=== Section Start ===
//! # Protocol Module
//!
//! Commands exchanged between client and server.
//!
//! Framing is newline-delimited: every command is one line of JSON using
//! serde's externally tagged enum layout, e.g.
//!
//! ```text
//! client → server   {"SetName":"alice"}
//! client → server   {"SendMessage":{"Text":"hi"}}
//! server → client   {"UserMessage":["alice",{"Text":"hi"}]}
//! server → client   {"UserList":[["alice","127.0.0.1:50412"]]}
//! ```
//!
//! The helpers here produce and consume single lines without the trailing
//! newline; the transport's line codec owns the delimiter.

use crate::error::Result;
use crate::message::{Message, User};
use serde::{Deserialize, Serialize, de::DeserializeOwned};
use std::net::SocketAddr;

// =============================================================================
// CONSTANTS
// =============================================================================

/// Port used by both server and client when none is given.
pub const DEFAULT_PORT: u16 = 30388;

/// Longest accepted line, in bytes. Longer lines are discarded.
pub const MAX_LINE_LENGTH: usize = 8 * 1024;

/// Text of the error reply sent for any line the server cannot decode.
pub const ERROR_REPLY: &str = "What's that?";

// =============================================================================
// COMMANDS
// =============================================================================

/// Requests a client sends to the server.
#[derive(Debug, Clone, PartialEq, Eq, Serialize, Deserialize)]
pub enum ClientCommand {
    /// Register or change the sender's name. Must come first.
    SetName(String),
    /// Post a message to everyone in the room.
    SendMessage(Message),
}

/// Everything the server pushes to a client.
#[derive(Debug, Clone, PartialEq, Eq, Serialize, Deserialize)]
pub enum ServerCommand {
    /// A message posted by a user.
    UserMessage(User, Message),
    /// A notice from the server itself (joins, leaves).
    ServerMessage(Message),
    /// Every named user currently online, with their address.
    UserList(Vec<(User, SocketAddr)>),
    /// The previous line from this client was not understood.
    Error(String),
    /// The room's display name, sent once after the first `SetName`.
    ServerName(String),
}

// =============================================================================
// LINE HELPERS
// =============================================================================

/// Encode a command as one JSON line (without the newline).
pub fn encode<T: Serialize>(command: &T) -> Result<String> {
    Ok(serde_json::to_string(command)?)
}

fn decode<T: DeserializeOwned>(line: &str) -> Result<T> {
    Ok(serde_json::from_str(line.trim_end_matches(['\r', '\n']))?)
}

/// Decode a line received by the server.
pub fn decode_client(line: &str) -> Result<ClientCommand> {
    decode(line)
}

/// Decode a line received by the client.
pub fn decode_server(line: &str) -> Result<ServerCommand> {
    decode(line)
}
=== Section End ===
EXERCISE BRIEF | When you output the entries, keep every line exactly as it appears above.

EXERCISE RESPONSE |
//! # Protocol Module
//!
//! Commands exchanged between client and server.
//!
//! Framing is newline-delimited: every command is one line of JSON using
//! serde's externally tagged enum layout, e.g.
//!
//! ```text
//! client → server   {"SetName":"alice"}
//! client → server   {"SendMessage":{"Text":"hi"}}
//! server → client   {"UserMessage":["alice",{"Text":"hi"}]}
//! server → client   {"UserList":[["alice","127.0.0.1:50412"]]}
//! ```
//!
//! The helpers here produce and consume single lines without the trailing
//! newline; the transport's line codec owns the delimiter.

use crate::error::Result;
use crate::message::{Message, User};
use serde::{Deserialize, Serialize, de::DeserializeOwned};
use std::net::SocketAddr;

// =============================================================================
// CONSTANTS
// =============================================================================

/// Port used by both server and client when none is given.
pub const DEFAULT_PORT: u16 = 30388;

/// Longest accepted line, in bytes. Longer lines are discarded.
pub const MAX_LINE_LENGTH: usize = 8 * 1024;

/// Text of the error reply sent for any line the server cannot decode.
pub const ERROR_REPLY: &str = "What's that?";

// =============================================================================
// COMMANDS
// =============================================================================

/// Requests a client sends to the server.
#[derive(Debug, Clone, PartialEq, Eq, Serialize, Deserialize)]
pub enum ClientCommand {
    /// Register or change the sender's name. Must come first.
    SetName(String),
    /// Post a message to everyone in the room.
    SendMessage(Message),
}

/// Everything the server pushes to a client.
#[derive(Debug, Clone, PartialEq, Eq, Serialize, Deserialize)]
pub enum ServerCommand {
    /// A message posted by a user.
    UserMessage(User, Message),
    /// A notice from the server itself (joins, leaves).
    ServerMessage(Message),
    /// Every named user currently online, with their address.
    UserList(Vec<(User, SocketAddr)>),
    /// The previous line from this client was not understood.
    Error(String),
    /// The room's display name, sent once after the first `SetName`.
    ServerName(String),
}

// =============================================================================
// LINE HELPERS
// =============================================================================

/// Encode a command as one JSON line (without the newline).
pub fn encode<T: Serialize>(command: &T) -> Result<String> {
    Ok(serde_json::to_string(command)?)
}

fn decode<T: DeserializeOwned>(line: &str) -> Result<T> {
    Ok(serde_json::from_str(line.trim_end_matches(['\r', '\n']))?)
}

/// Decode a line received by the server.
pub fn decode_client(line: &str) -> Result<ClientCommand> {
    decode(line)
}

/// Decode a line received by the client.
pub fn decode_server(line: &str) -> Result<ServerCommand> {
    decode(line)
}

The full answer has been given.